WHAT TO DO
Collect every line of the records below that contains the word "Debug".

EXERCISE INPUTS

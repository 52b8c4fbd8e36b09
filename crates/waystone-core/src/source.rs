//! Event source contract and implementations.
//!
//! The driver loop pumps an [`EventSource`] once per iteration to drain
//! all currently-available events, in delivery order. The trait abstracts
//! the mechanism by which events arrive: in production a transport
//! adapter pushes decoded events through an [`EventSender`] into a
//! [`ChannelEventSource`]; tests replay a scripted batch sequence.
//!
//! The source is not assumed to guarantee no duplicates or gaps; the
//! state-store merge semantics absorb both.

use std::collections::VecDeque;

use tokio::sync::mpsc;
use waystone_types::SessionEvent;

/// Errors that can occur while draining the event source.
#[derive(Debug, thiserror::Error)]
pub enum SourceError {
    /// The event feed closed and no further events will arrive.
    #[error("event source closed")]
    Closed,

    /// An internal error in the event source.
    #[error("event source error: {message}")]
    Internal {
        /// Description of the error.
        message: String,
    },
}

/// A source of protocol events.
///
/// Implementations yield every event currently available, preserving
/// delivery order. A drain that yields no events is normal (the session
/// is quiet); the loop keeps flushing on cadence regardless.
pub trait EventSource {
    /// Drain all currently-available events without blocking.
    ///
    /// # Errors
    ///
    /// Returns [`SourceError`] when the source can no longer deliver.
    /// The driver loop logs and continues; source failure is not a loop
    /// exit condition.
    fn poll(&mut self) -> Result<Vec<SessionEvent>, SourceError>;
}

/// Sending half of the channel event source.
///
/// The transport adapter holds this handle and pushes one decoded event
/// per protocol callback. Cloneable so multiple transport callbacks can
/// feed the same bridge.
#[derive(Debug, Clone)]
pub struct EventSender {
    tx: mpsc::UnboundedSender<SessionEvent>,
}

impl EventSender {
    /// Push an event into the bridge.
    ///
    /// Returns `false` when the bridge side is gone; the transport may
    /// stop delivering at that point.
    pub fn send(&self, event: SessionEvent) -> bool {
        self.tx.send(event).is_ok()
    }
}

/// Channel-backed event source: the subscription endpoint the bridge
/// drains and a transport feeds.
#[derive(Debug)]
pub struct ChannelEventSource {
    rx: mpsc::UnboundedReceiver<SessionEvent>,
    closed_reported: bool,
}

/// Create a connected sender/source pair.
pub fn channel() -> (EventSender, ChannelEventSource) {
    let (tx, rx) = mpsc::unbounded_channel();
    (
        EventSender { tx },
        ChannelEventSource {
            rx,
            closed_reported: false,
        },
    )
}

impl EventSource for ChannelEventSource {
    fn poll(&mut self) -> Result<Vec<SessionEvent>, SourceError> {
        let mut events = Vec::new();
        loop {
            match self.rx.try_recv() {
                Ok(event) => events.push(event),
                Err(mpsc::error::TryRecvError::Empty) => return Ok(events),
                Err(mpsc::error::TryRecvError::Disconnected) => {
                    // Deliver what was drained first; report the closure
                    // exactly once on a later empty poll.
                    if !events.is_empty() {
                        return Ok(events);
                    }
                    if self.closed_reported {
                        return Ok(events);
                    }
                    self.closed_reported = true;
                    return Err(SourceError::Closed);
                }
            }
        }
    }
}

/// A scripted event source for tests: each poll yields the next batch.
#[derive(Debug, Default)]
pub struct ScriptedEventSource {
    batches: VecDeque<Vec<SessionEvent>>,
}

impl ScriptedEventSource {
    /// Build a source that replays the given batches, one per poll.
    pub fn new(batches: Vec<Vec<SessionEvent>>) -> Self {
        Self {
            batches: batches.into(),
        }
    }

    /// Whether every scripted batch has been drained.
    pub fn is_exhausted(&self) -> bool {
        self.batches.is_empty()
    }
}

impl EventSource for ScriptedEventSource {
    fn poll(&mut self) -> Result<Vec<SessionEvent>, SourceError> {
        Ok(self.batches.pop_front().unwrap_or_default())
    }
}
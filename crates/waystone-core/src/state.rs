//! The mutex-owned canonical state store.
//!
//! [`StateStore`] is the single owner of the session state for the
//! lifetime of the process. Exactly one critical section protects all
//! mutation and all snapshot reads, so every exposed read reflects a
//! whole number of completed merges: no observer ever sees a partially
//! applied event. The bridge runs single-threaded today, but the store
//! enforces exclusion as an explicit contract so a richer deployment
//! (a dedicated flush timer, handlers on multiple transport callbacks)
//! stays correct without redesign.
//!
//! Merge rules per event kind:
//!
//! - locations checked: set union into the checked-location set
//! - items received: append in given order, stamping the local receive
//!   time at merge time (not protocol time), no deduplication by index
//! - catalog / retrieved payloads: whole-value replace, or per-key
//!   last-write-wins, at the relevant namespace
//! - session / slot scalars: per-field assignment, never whole-struct
//!   replace, so a partial update cannot erase previously-held fields

use std::collections::BTreeMap;

use chrono::{DateTime, Utc};
use serde_json::Value;
use tokio::sync::Mutex;
use waystone_types::{ItemRecord, NetworkItem, RoomUpdate, SessionState, SlotUpdate};

/// Lock-owned canonical session state.
#[derive(Debug, Default)]
pub struct StateStore {
    inner: Mutex<SessionState>,
}

impl StateStore {
    /// Create a store with zero/empty defaults.
    pub fn new() -> Self {
        Self::default()
    }

    /// Merge a partial room update, field by field.
    pub async fn apply_room(&self, update: &RoomUpdate) {
        let mut state = self.inner.lock().await;
        state.session.apply(update);
    }

    /// Merge a partial slot update, field by field.
    ///
    /// When the update carries a raw settings payload it is stored into
    /// the data store's slot-settings namespace in the same critical
    /// section, so the identity and its settings land atomically.
    pub async fn apply_slot(&self, update: &SlotUpdate) {
        let mut state = self.inner.lock().await;
        state.slot.apply(update);
        if let Some(settings) = &update.settings {
            state.data.set_slot_settings(settings.clone());
        }
    }

    /// Union the given location ids into the checked set.
    ///
    /// Returns the number of ids that were not already present. The set
    /// never shrinks; re-checking a location is idempotent.
    pub async fn merge_checked_locations(&self, locations: &[i64]) -> usize {
        let mut state = self.inner.lock().await;
        locations
            .iter()
            .filter(|id| state.checked_locations.insert(**id))
            .count()
    }

    /// Append items to the received-item log in the order given.
    ///
    /// Every record is stamped with `received_at`. Duplicate indices are
    /// preserved verbatim; resync replays lengthen the log. Returns the
    /// log length after the append.
    pub async fn append_items(&self, items: &[NetworkItem], received_at: DateTime<Utc>) -> usize {
        let mut state = self.inner.lock().await;
        state
            .items
            .extend(items.iter().map(|item| ItemRecord::from_network(item, received_at)));
        state.items.len()
    }

    /// Replace the catalog namespace wholesale.
    pub async fn replace_catalog(&self, catalog: Value) {
        let mut state = self.inner.lock().await;
        state.data.replace_catalog(catalog);
    }

    /// Merge retrieved key/value entries, last write winning per key.
    pub async fn merge_retrieved(&self, entries: BTreeMap<String, Value>) {
        let mut state = self.inner.lock().await;
        state.data.merge_retrieved(entries);
    }

    /// Take a consistent point-in-time copy of the full state.
    ///
    /// The critical section covers only the clone; callers serialize and
    /// perform I/O outside it so slow storage never blocks event
    /// handling for longer than the copy step.
    pub async fn snapshot(&self) -> SessionState {
        self.inner.lock().await.clone()
    }
}

#[cfg(test)]
#[allow(clippy::unwrap_used)]
mod tests {
    use std::sync::Arc;

    use serde_json::json;

    use super::*;

    fn item(index: i64) -> NetworkItem {
        NetworkItem {
            index,
            item: 10,
            location: 5,
            player: 1,
            flags: 0,
        }
    }

    #[tokio::test]
    async fn checked_locations_accumulate_as_a_set_union() {
        let store = StateStore::new();

        let added = store.merge_checked_locations(&[1, 2, 3]).await;
        assert_eq!(added, 3);

        let added = store.merge_checked_locations(&[3, 4]).await;
        assert_eq!(added, 1);

        let state = store.snapshot().await;
        let checked: Vec<i64> = state.checked_locations.iter().copied().collect();
        assert_eq!(checked, vec![1, 2, 3, 4]);
        // Union size never exceeds the sum of batch sizes.
        assert!(state.checked_locations.len() <= 5);
    }

    #[tokio::test]
    async fn item_log_preserves_arrival_order_and_duplicates() {
        let store = StateStore::new();
        let now = Utc::now();

        store.append_items(&[item(0)], now).await;
        // The same index arriving again (resync replay) is kept verbatim.
        let total = store.append_items(&[item(0)], now).await;
        assert_eq!(total, 2);

        store.append_items(&[item(1), item(2)], now).await;

        let state = store.snapshot().await;
        let indices: Vec<i64> = state.items.iter().map(|record| record.index).collect();
        assert_eq!(indices, vec![0, 0, 1, 2]);
    }

    #[tokio::test]
    async fn item_log_length_equals_total_across_batches() {
        let store = StateStore::new();
        let now = Utc::now();

        let batches: Vec<Vec<NetworkItem>> =
            vec![vec![item(0), item(1)], vec![], vec![item(2)], vec![item(1)]];
        let expected: usize = batches.iter().map(Vec::len).sum();

        for batch in &batches {
            store.append_items(batch, now).await;
        }

        assert_eq!(store.snapshot().await.items.len(), expected);
    }

    #[tokio::test]
    async fn partial_room_update_keeps_prior_fields() {
        let store = StateStore::new();
        store
            .apply_room(&RoomUpdate {
                seed: Some(String::from("abc123")),
                hint_points: Some(5),
                ..RoomUpdate::default()
            })
            .await;
        store
            .apply_room(&RoomUpdate {
                hint_points: Some(7),
                ..RoomUpdate::default()
            })
            .await;

        let state = store.snapshot().await;
        assert_eq!(state.session.seed, "abc123");
        assert_eq!(state.session.hint_points, 7);
    }

    #[tokio::test]
    async fn slot_update_lands_identity_and_settings_together() {
        let store = StateStore::new();
        store
            .apply_slot(&SlotUpdate {
                slot_name: Some(String::from("Jade")),
                game: Some(String::from("Hollow Knight")),
                settings: Some(json!({ "grub_count": 46 })),
                ..SlotUpdate::default()
            })
            .await;

        let state = store.snapshot().await;
        assert_eq!(state.slot.slot_name, "Jade");
        assert_eq!(state.data.slot_settings, Some(json!({ "grub_count": 46 })));
    }

    #[tokio::test]
    async fn snapshot_never_sees_a_partial_merge() {
        let store = Arc::new(StateStore::new());
        let batch: Vec<i64> = (0..512).collect();
        let batch_len = batch.len();

        let writer = {
            let store = Arc::clone(&store);
            tokio::spawn(async move {
                store.merge_checked_locations(&batch).await;
            })
        };

        // Concurrent snapshots observe the batch all-or-nothing.
        for _ in 0..64 {
            let seen = store.snapshot().await.checked_locations.len();
            assert!(seen == 0 || seen == batch_len, "partial merge visible: {seen}");
        }

        writer.await.unwrap();
        assert_eq!(store.snapshot().await.checked_locations.len(), batch_len);
    }
}
//! State aggregation, event routing, and the bridge loop for Waystone.
//!
//! This crate owns the core of the bridge: events drained from the
//! protocol event source are routed through one handling routine per
//! kind, merged into the lock-owned state store, and periodically
//! projected into a snapshot document for publication.
//!
//! # Modules
//!
//! - [`config`] -- Configuration loading from `waystone-config.yaml` into
//!   strongly-typed structs.
//! - [`decode`] -- Defensive decoding of feed payloads into typed events.
//! - [`router`] -- The event handler layer: one routine per event kind,
//!   each deciding whether the event warrants an immediate flush.
//! - [`runner`] -- The driver loop pumping the source and triggering
//!   flushes on cadence, plus the [`SnapshotSink`] publication seam.
//! - [`source`] -- The [`EventSource`] subscription contract, the channel
//!   endpoint a transport drives, and a scripted test double.
//! - [`state`] -- The mutex-owned canonical state store.
//!
//! [`EventSource`]: source::EventSource
//! [`SnapshotSink`]: runner::SnapshotSink

pub mod config;
pub mod decode;
pub mod router;
pub mod runner;
pub mod source;
pub mod state;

SOLVED PROBLEM
#[derive(Debug, thiserror::Error)]
#[derive(Debug, Clone)]
#[derive(Debug)]
#[derive(Debug, Default)]
#[derive(Debug, Default)]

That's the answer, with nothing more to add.